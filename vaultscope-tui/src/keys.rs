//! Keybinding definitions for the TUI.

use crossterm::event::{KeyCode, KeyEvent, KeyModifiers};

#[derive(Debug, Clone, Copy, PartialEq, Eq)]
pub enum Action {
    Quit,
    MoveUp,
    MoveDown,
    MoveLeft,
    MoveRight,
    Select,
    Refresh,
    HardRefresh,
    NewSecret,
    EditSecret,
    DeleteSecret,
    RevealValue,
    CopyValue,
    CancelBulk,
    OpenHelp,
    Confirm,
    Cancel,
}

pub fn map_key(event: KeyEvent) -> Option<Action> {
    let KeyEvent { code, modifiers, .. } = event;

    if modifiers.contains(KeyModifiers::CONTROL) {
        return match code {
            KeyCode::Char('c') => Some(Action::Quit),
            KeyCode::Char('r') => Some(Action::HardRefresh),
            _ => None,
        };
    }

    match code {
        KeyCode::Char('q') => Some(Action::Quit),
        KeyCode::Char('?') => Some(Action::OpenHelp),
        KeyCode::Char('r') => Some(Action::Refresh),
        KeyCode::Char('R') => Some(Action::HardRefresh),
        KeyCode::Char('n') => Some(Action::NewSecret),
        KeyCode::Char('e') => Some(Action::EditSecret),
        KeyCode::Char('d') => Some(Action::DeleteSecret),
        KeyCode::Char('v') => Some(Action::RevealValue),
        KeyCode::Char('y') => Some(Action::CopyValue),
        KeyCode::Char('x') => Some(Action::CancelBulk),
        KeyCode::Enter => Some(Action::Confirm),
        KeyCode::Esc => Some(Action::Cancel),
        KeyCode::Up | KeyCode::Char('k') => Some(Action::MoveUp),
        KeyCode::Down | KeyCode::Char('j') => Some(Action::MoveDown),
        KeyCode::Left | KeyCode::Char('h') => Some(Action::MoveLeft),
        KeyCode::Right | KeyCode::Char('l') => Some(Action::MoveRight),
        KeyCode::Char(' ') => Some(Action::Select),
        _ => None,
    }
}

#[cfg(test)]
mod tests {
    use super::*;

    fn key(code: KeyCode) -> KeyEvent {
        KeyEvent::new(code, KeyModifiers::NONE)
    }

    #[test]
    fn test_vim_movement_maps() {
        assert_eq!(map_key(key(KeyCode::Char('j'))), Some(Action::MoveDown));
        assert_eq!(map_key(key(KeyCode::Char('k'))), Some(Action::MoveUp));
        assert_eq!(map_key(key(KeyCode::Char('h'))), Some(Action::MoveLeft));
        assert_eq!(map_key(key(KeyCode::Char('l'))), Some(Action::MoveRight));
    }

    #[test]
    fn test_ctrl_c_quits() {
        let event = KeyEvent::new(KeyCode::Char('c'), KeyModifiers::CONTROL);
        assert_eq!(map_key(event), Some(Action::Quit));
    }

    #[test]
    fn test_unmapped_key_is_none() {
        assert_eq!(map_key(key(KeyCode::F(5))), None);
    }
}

--

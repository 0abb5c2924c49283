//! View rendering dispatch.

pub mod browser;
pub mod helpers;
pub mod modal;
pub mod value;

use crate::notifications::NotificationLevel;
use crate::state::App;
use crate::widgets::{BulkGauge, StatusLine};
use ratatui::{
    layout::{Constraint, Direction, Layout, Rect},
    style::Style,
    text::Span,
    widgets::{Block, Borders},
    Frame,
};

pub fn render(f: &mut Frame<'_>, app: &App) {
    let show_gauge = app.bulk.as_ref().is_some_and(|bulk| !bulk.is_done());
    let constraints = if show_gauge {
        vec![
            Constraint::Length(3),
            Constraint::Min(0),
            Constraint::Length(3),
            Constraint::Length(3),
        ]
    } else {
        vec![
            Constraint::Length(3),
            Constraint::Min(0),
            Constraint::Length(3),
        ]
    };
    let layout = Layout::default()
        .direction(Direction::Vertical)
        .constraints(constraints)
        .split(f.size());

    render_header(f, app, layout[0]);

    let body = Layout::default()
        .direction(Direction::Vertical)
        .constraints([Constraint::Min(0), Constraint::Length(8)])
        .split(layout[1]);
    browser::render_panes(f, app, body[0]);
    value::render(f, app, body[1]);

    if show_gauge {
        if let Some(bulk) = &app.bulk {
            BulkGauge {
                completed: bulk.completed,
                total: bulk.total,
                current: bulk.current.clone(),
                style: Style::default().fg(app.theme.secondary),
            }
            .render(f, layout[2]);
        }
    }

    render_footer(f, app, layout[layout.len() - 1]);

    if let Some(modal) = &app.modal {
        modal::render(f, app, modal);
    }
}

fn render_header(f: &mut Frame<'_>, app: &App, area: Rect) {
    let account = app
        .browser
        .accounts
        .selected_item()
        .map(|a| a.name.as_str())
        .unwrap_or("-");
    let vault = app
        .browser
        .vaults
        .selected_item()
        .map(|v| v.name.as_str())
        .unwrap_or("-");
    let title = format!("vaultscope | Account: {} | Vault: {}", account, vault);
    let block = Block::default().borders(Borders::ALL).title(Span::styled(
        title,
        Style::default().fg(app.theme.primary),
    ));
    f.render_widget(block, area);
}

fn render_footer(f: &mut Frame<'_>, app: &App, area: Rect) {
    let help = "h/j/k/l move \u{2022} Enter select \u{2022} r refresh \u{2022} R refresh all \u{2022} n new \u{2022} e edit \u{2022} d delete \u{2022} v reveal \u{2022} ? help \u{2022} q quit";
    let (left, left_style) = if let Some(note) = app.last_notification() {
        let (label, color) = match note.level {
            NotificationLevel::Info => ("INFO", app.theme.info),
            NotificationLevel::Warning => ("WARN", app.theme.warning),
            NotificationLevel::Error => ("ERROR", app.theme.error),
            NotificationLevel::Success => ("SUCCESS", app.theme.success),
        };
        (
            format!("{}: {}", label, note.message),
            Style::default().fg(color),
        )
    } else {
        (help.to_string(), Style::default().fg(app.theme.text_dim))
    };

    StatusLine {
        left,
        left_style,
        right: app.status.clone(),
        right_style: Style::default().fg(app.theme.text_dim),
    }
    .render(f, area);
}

### YOUR ASSIGNMENT
Give only the lines from the one holding "filename vaultscope-tui/src/keys.rs" through the one holding "KeyCode::Left | KeyCode::Char('h')", each restated exactly as it appears above.

### ANSWER SPACE
filename vaultscope-tui/src/keys.rs
//! Keybinding definitions for the TUI.

use crossterm::event::{KeyCode, KeyEvent, KeyModifiers};

#[derive(Debug, Clone, Copy, PartialEq, Eq)]
pub enum Action {
    Quit,
    MoveUp,
    MoveDown,
    MoveLeft,
    MoveRight,
    Select,
    Refresh,
    HardRefresh,
    NewSecret,
    EditSecret,
    DeleteSecret,
    RevealValue,
    CopyValue,
    CancelBulk,
    OpenHelp,
    Confirm,
    Cancel,
}

pub fn map_key(event: KeyEvent) -> Option<Action> {
    let KeyEvent { code, modifiers, .. } = event;

    if modifiers.contains(KeyModifiers::CONTROL) {
        return match code {
            KeyCode::Char('c') => Some(Action::Quit),
            KeyCode::Char('r') => Some(Action::HardRefresh),
            _ => None,
        };
    }

    match code {
        KeyCode::Char('q') => Some(Action::Quit),
        KeyCode::Char('?') => Some(Action::OpenHelp),
        KeyCode::Char('r') => Some(Action::Refresh),
        KeyCode::Char('R') => Some(Action::HardRefresh),
        KeyCode::Char('n') => Some(Action::NewSecret),
        KeyCode::Char('e') => Some(Action::EditSecret),
        KeyCode::Char('d') => Some(Action::DeleteSecret),
        KeyCode::Char('v') => Some(Action::RevealValue),
        KeyCode::Char('y') => Some(Action::CopyValue),
        KeyCode::Char('x') => Some(Action::CancelBulk),
        KeyCode::Enter => Some(Action::Confirm),
        KeyCode::Esc => Some(Action::Cancel),
        KeyCode::Up | KeyCode::Char('k') => Some(Action::MoveUp),
        KeyCode::Down | KeyCode::Char('j') => Some(Action::MoveDown),
        KeyCode::Left | KeyCode::Char('h') => Some(Action::MoveLeft),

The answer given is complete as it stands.